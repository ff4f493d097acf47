//! Core data model types for linguaforge.
//!
//! These are the fundamental types that the entire linguaforge system uses to
//! represent learners, grammar rules, proficiency state, and reviewable errors.

use chrono::{DateTime, Utc};
use serde::{Deserialize, Serialize};
use std::fmt;
use std::str::FromStr;
use uuid::Uuid;

use crate::config::{
    LOW_MASTERY_MIN_MISSES, LOW_MASTERY_THRESHOLD, MASTERY_CONFIDENCE_SATURATION,
    REVIEW_MASTERY_THRESHOLD, REVIEW_MIN_MISSES,
};

/// Languages the grading pipeline understands.
///
/// Tokenization and rule matching are language-aware; adding a language means
/// providing a stop-word set and (if needed) a custom `RuleMatcher`.
#[derive(Debug, Clone, Copy, PartialEq, Eq, Hash, Serialize, Deserialize)]
#[serde(rename_all = "lowercase")]
pub enum Language {
    Romanian,
    Korean,
    English,
}

impl fmt::Display for Language {
    fn fmt(&self, f: &mut fmt::Formatter<'_>) -> fmt::Result {
        match self {
            Language::Romanian => write!(f, "romanian"),
            Language::Korean => write!(f, "korean"),
            Language::English => write!(f, "english"),
        }
    }
}

impl FromStr for Language {
    type Err = String;

    fn from_str(s: &str) -> Result<Self, Self::Err> {
        match s.to_lowercase().as_str() {
            "romanian" | "ro" => Ok(Language::Romanian),
            "korean" | "ko" => Ok(Language::Korean),
            "english" | "en" => Ok(Language::English),
            other => Err(format!("unknown language: {other}")),
        }
    }
}

/// Exercise mode a submission came from.
///
/// Fast-paced modes get minimal feedback; reflective modes get detailed
/// feedback regardless of learner level.
#[derive(Debug, Clone, Copy, PartialEq, Eq, Serialize, Deserialize)]
#[serde(rename_all = "lowercase")]
pub enum ForgeType {
    Blitz,
    Conversation,
    Translation,
    Pronunciation,
    Reflection,
}

impl ForgeType {
    pub fn is_fast_paced(&self) -> bool {
        matches!(self, ForgeType::Blitz)
    }

    pub fn is_reflective(&self) -> bool {
        matches!(self, ForgeType::Reflection)
    }
}

impl fmt::Display for ForgeType {
    fn fmt(&self, f: &mut fmt::Formatter<'_>) -> fmt::Result {
        match self {
            ForgeType::Blitz => write!(f, "blitz"),
            ForgeType::Conversation => write!(f, "conversation"),
            ForgeType::Translation => write!(f, "translation"),
            ForgeType::Pronunciation => write!(f, "pronunciation"),
            ForgeType::Reflection => write!(f, "reflection"),
        }
    }
}

impl FromStr for ForgeType {
    type Err = String;

    fn from_str(s: &str) -> Result<Self, Self::Err> {
        match s.to_lowercase().as_str() {
            "blitz" => Ok(ForgeType::Blitz),
            "conversation" => Ok(ForgeType::Conversation),
            "translation" => Ok(ForgeType::Translation),
            "pronunciation" => Ok(ForgeType::Pronunciation),
            "reflection" => Ok(ForgeType::Reflection),
            other => Err(format!("unknown forge type: {other}")),
        }
    }
}

/// One incorrect/correct/explanation triple attached to a grammar rule.
#[derive(Debug, Clone, Serialize, Deserialize)]
pub struct RuleExample {
    pub incorrect: String,
    pub correct: String,
    #[serde(default)]
    pub explanation: String,
}

/// A grammar rule from the knowledge base. Read-only reference data.
#[derive(Debug, Clone, Serialize, Deserialize)]
pub struct GrammarRule {
    pub id: String,
    /// Error category this rule belongs to (e.g. "verb-conjugation").
    pub category: String,
    /// Difficulty on a 1-10 scale; drives issue severity.
    pub difficulty_level: u8,
    #[serde(default)]
    pub examples: Vec<RuleExample>,
}

/// Per-category mastery state for one learner.
///
/// Mastery is a derived value, recomputed from the use counters on every
/// update; it is never set directly by a user action.
#[derive(Debug, Clone, Serialize, Deserialize)]
pub struct ProficiencyPattern {
    pub user_id: String,
    pub language: Language,
    pub category: String,
    pub pattern_type: String,
    /// Confidence-weighted accuracy in [0, 1].
    pub mastery_level: f64,
    pub correct_uses: u32,
    pub incorrect_uses: u32,
    pub occurrences: u32,
    pub needs_review: bool,
    pub last_seen: DateTime<Utc>,
}

impl ProficiencyPattern {
    pub fn new(user_id: &str, language: Language, category: &str, pattern_type: &str) -> Self {
        Self {
            user_id: user_id.to_string(),
            language,
            category: category.to_string(),
            pattern_type: pattern_type.to_string(),
            mastery_level: 0.0,
            correct_uses: 0,
            incorrect_uses: 0,
            occurrences: 0,
            needs_review: false,
            last_seen: Utc::now(),
        }
    }

    /// Record one incorrect use and recompute mastery.
    pub fn record_incorrect(&mut self, now: DateTime<Utc>) {
        self.incorrect_uses += 1;
        self.last_seen = now;
        self.recompute();
    }

    /// Record one correct use and recompute mastery.
    pub fn record_correct(&mut self, now: DateTime<Utc>) {
        self.correct_uses += 1;
        self.last_seen = now;
        self.recompute();
    }

    /// Mastery = accuracy × confidence factor, where the confidence factor
    /// saturates at 10 total uses so a single early result cannot produce an
    /// extreme reading.
    fn recompute(&mut self) {
        self.occurrences = self.correct_uses + self.incorrect_uses;
        let accuracy = if self.occurrences == 0 {
            0.0
        } else {
            self.correct_uses as f64 / self.occurrences as f64
        };
        let confidence =
            (self.occurrences as f64 / MASTERY_CONFIDENCE_SATURATION as f64).min(1.0);
        self.mastery_level = accuracy * confidence;
        self.needs_review = (self.mastery_level < REVIEW_MASTERY_THRESHOLD
            && self.incorrect_uses >= REVIEW_MIN_MISSES)
            || (self.mastery_level < LOW_MASTERY_THRESHOLD
                && self.incorrect_uses >= LOW_MASTERY_MIN_MISSES);
    }
}

/// Append-only vocabulary exposure counters for one word.
#[derive(Debug, Clone, Serialize, Deserialize)]
pub struct VocabularyTracking {
    pub user_id: String,
    pub word: String,
    pub language: Language,
    pub can_recognize: bool,
    pub can_produce: bool,
    pub recognition_count: u32,
    pub production_count: u32,
}

impl VocabularyTracking {
    pub fn new(user_id: &str, word: &str, language: Language) -> Self {
        Self {
            user_id: user_id.to_string(),
            word: word.to_string(),
            language,
            can_recognize: false,
            can_produce: false,
            recognition_count: 0,
            production_count: 0,
        }
    }

    /// Record one production event. `can_produce` flips once the production
    /// count crosses `threshold` and never flips back.
    pub fn record_production(&mut self, threshold: u32) {
        self.production_count += 1;
        if self.production_count >= threshold {
            self.can_produce = true;
        }
    }
}

/// A recorded guess, kept so beautiful failures (wrong but well-reasoned
/// guesses) surface in the grading context. Data flag only; the pipeline never
/// scores these differently.
#[derive(Debug, Clone, Serialize, Deserialize)]
pub struct GuessRecord {
    pub id: Uuid,
    pub user_id: String,
    pub language: Language,
    pub guess: String,
    pub correct_answer: String,
    pub is_beautiful_failure: bool,
    pub created_at: DateTime<Utc>,
}

/// A reviewable mistake — the entity the spaced-repetition scheduler operates
/// on. Created by the proficiency tracker, mutated only by the scheduler.
#[derive(Debug, Clone, Serialize, Deserialize)]
pub struct ErrorItem {
    pub id: Uuid,
    pub user_id: String,
    pub language: Language,
    pub original: String,
    pub user_guess: String,
    pub correct: String,
    #[serde(default)]
    pub context: String,
    pub occurrences: u32,
    #[serde(default)]
    pub is_beautiful_failure: bool,
    // SRS scheduling state
    pub interval_days: u32,
    pub ease_factor: f64,
    pub review_count: u32,
    /// `None` means never reviewed — always due.
    pub next_review: Option<DateTime<Utc>>,
    pub last_review: Option<DateTime<Utc>>,
    pub created_at: DateTime<Utc>,
}

impl ErrorItem {
    /// A fresh, never-reviewed item with default SM-2 state.
    pub fn new(user_id: &str, language: Language, original: &str, correct: &str) -> Self {
        Self {
            id: Uuid::new_v4(),
            user_id: user_id.to_string(),
            language,
            original: original.to_string(),
            user_guess: String::new(),
            correct: correct.to_string(),
            context: String::new(),
            occurrences: 1,
            is_beautiful_failure: false,
            interval_days: 1,
            ease_factor: 2.5,
            review_count: 0,
            next_review: None,
            last_review: None,
            created_at: Utc::now(),
        }
    }
}

/// Immutable per-request snapshot of everything the grading engine needs.
///
/// Built once by the context aggregator; the pipeline never re-reads the store
/// mid-request, so a concurrent mutation cannot produce a torn view.
#[derive(Debug, Clone, Serialize, Deserialize)]
pub struct GradingContext {
    pub user_id: String,
    pub language: Language,
    /// Learner level, 1-10. Defaults to 1 for unknown users.
    pub user_level: u8,
    pub grammar_rules: Vec<GrammarRule>,
    pub recent_errors: Vec<ErrorItem>,
    pub recent_guesses: Vec<GuessRecord>,
    /// Patterns with mastery below the aggregator's threshold.
    pub proficiency_patterns: Vec<ProficiencyPattern>,
    pub vocabulary_tracking: Vec<VocabularyTracking>,
}

impl GradingContext {
    /// Prior incorrect-use count for an issue category, used for the
    /// recurring-mistake flag on corrections.
    pub fn prior_incorrect_uses(&self, category: &str) -> u32 {
        self.proficiency_patterns
            .iter()
            .filter(|p| p.category == category)
            .map(|p| p.incorrect_uses)
            .sum()
    }
}

/// Durable record of the raw input, persisted before any scoring so a crash
/// mid-pipeline still leaves an auditable submission.
#[derive(Debug, Clone, Serialize, Deserialize)]
pub struct Submission {
    pub id: Uuid,
    pub user_id: String,
    pub session_id: String,
    pub language: Language,
    pub forge_type: ForgeType,
    #[serde(default)]
    pub text: Option<String>,
    #[serde(default)]
    pub audio_url: Option<String>,
    #[serde(default)]
    pub original_text: Option<String>,
    pub created_at: DateTime<Utc>,
}

#[cfg(test)]
mod tests {
    use super::*;

    #[test]
    fn language_display_and_parse() {
        assert_eq!(Language::Romanian.to_string(), "romanian");
        assert_eq!("ko".parse::<Language>().unwrap(), Language::Korean);
        assert_eq!("English".parse::<Language>().unwrap(), Language::English);
        assert!("klingon".parse::<Language>().is_err());
    }

    #[test]
    fn forge_type_pacing() {
        assert!(ForgeType::Blitz.is_fast_paced());
        assert!(!ForgeType::Blitz.is_reflective());
        assert!(ForgeType::Reflection.is_reflective());
        assert!(!ForgeType::Conversation.is_fast_paced());
    }

    #[test]
    fn mastery_saturates_confidence() {
        let mut p = ProficiencyPattern::new("u1", Language::Romanian, "articles", "grammar");
        p.record_correct(Utc::now());
        // One correct use: accuracy 1.0 but confidence only 0.1.
        assert!((p.mastery_level - 0.1).abs() < f64::EPSILON);

        for _ in 0..9 {
            p.record_correct(Utc::now());
        }
        // Ten correct uses: full confidence.
        assert!((p.mastery_level - 1.0).abs() < f64::EPSILON);
    }

    #[test]
    fn needs_review_flagging() {
        let mut p = ProficiencyPattern::new("u1", Language::Korean, "particles", "grammar");
        p.record_incorrect(Utc::now());
        // mastery 0.0 < 0.5 with one incorrect use
        assert!(p.needs_review);

        let mut q = ProficiencyPattern::new("u1", Language::Korean, "honorifics", "grammar");
        for _ in 0..8 {
            q.record_correct(Utc::now());
        }
        q.record_incorrect(Utc::now());
        q.record_incorrect(Utc::now());
        // accuracy 0.8, full confidence: mastery 0.8 clears both thresholds
        assert!(!q.needs_review);
    }

    #[test]
    fn can_produce_flips_at_threshold() {
        let mut v = VocabularyTracking::new("u1", "magazin", Language::Romanian);
        v.record_production(3);
        v.record_production(3);
        assert!(!v.can_produce);
        v.record_production(3);
        assert!(v.can_produce);
    }

    #[test]
    fn fresh_error_item_is_always_due() {
        let item = ErrorItem::new("u1", Language::Romanian, "eu merge", "eu merg");
        assert_eq!(item.interval_days, 1);
        assert!((item.ease_factor - 2.5).abs() < f64::EPSILON);
        assert_eq!(item.review_count, 0);
        assert!(item.next_review.is_none());
    }

    #[test]
    fn prior_incorrect_uses_sums_across_pattern_types() {
        let mut ctx = GradingContext {
            user_id: "u1".into(),
            language: Language::Romanian,
            user_level: 3,
            grammar_rules: vec![],
            recent_errors: vec![],
            recent_guesses: vec![],
            proficiency_patterns: vec![],
            vocabulary_tracking: vec![],
        };
        let mut a = ProficiencyPattern::new("u1", Language::Romanian, "articles", "grammar");
        a.record_incorrect(Utc::now());
        a.record_incorrect(Utc::now());
        ctx.proficiency_patterns.push(a);
        assert_eq!(ctx.prior_incorrect_uses("articles"), 2);
        assert_eq!(ctx.prior_incorrect_uses("plurals"), 0);
    }
}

_ _ _ _ _ _ _

(Task goal): Using the entries above, extract exactly the span from the line with "if self.production_count >= threshold" to the line with "default SM-2 state.", both lines included; leave out everything else.

(Answer box):
        if self.production_count >= threshold {
            self.can_produce = true;
        }
    }
}

/// A recorded guess, kept so beautiful failures (wrong but well-reasoned
/// guesses) surface in the grading context. Data flag only; the pipeline never
/// scores these differently.
#[derive(Debug, Clone, Serialize, Deserialize)]
pub struct GuessRecord {
    pub id: Uuid,
    pub user_id: String,
    pub language: Language,
    pub guess: String,
    pub correct_answer: String,
    pub is_beautiful_failure: bool,
    pub created_at: DateTime<Utc>,
}

/// A reviewable mistake — the entity the spaced-repetition scheduler operates
/// on. Created by the proficiency tracker, mutated only by the scheduler.
#[derive(Debug, Clone, Serialize, Deserialize)]
pub struct ErrorItem {
    pub id: Uuid,
    pub user_id: String,
    pub language: Language,
    pub original: String,
    pub user_guess: String,
    pub correct: String,
    #[serde(default)]
    pub context: String,
    pub occurrences: u32,
    #[serde(default)]
    pub is_beautiful_failure: bool,
    // SRS scheduling state
    pub interval_days: u32,
    pub ease_factor: f64,
    pub review_count: u32,
    /// `None` means never reviewed — always due.
    pub next_review: Option<DateTime<Utc>>,
    pub last_review: Option<DateTime<Utc>>,
    pub created_at: DateTime<Utc>,
}

impl ErrorItem {
    /// A fresh, never-reviewed item with default SM-2 state.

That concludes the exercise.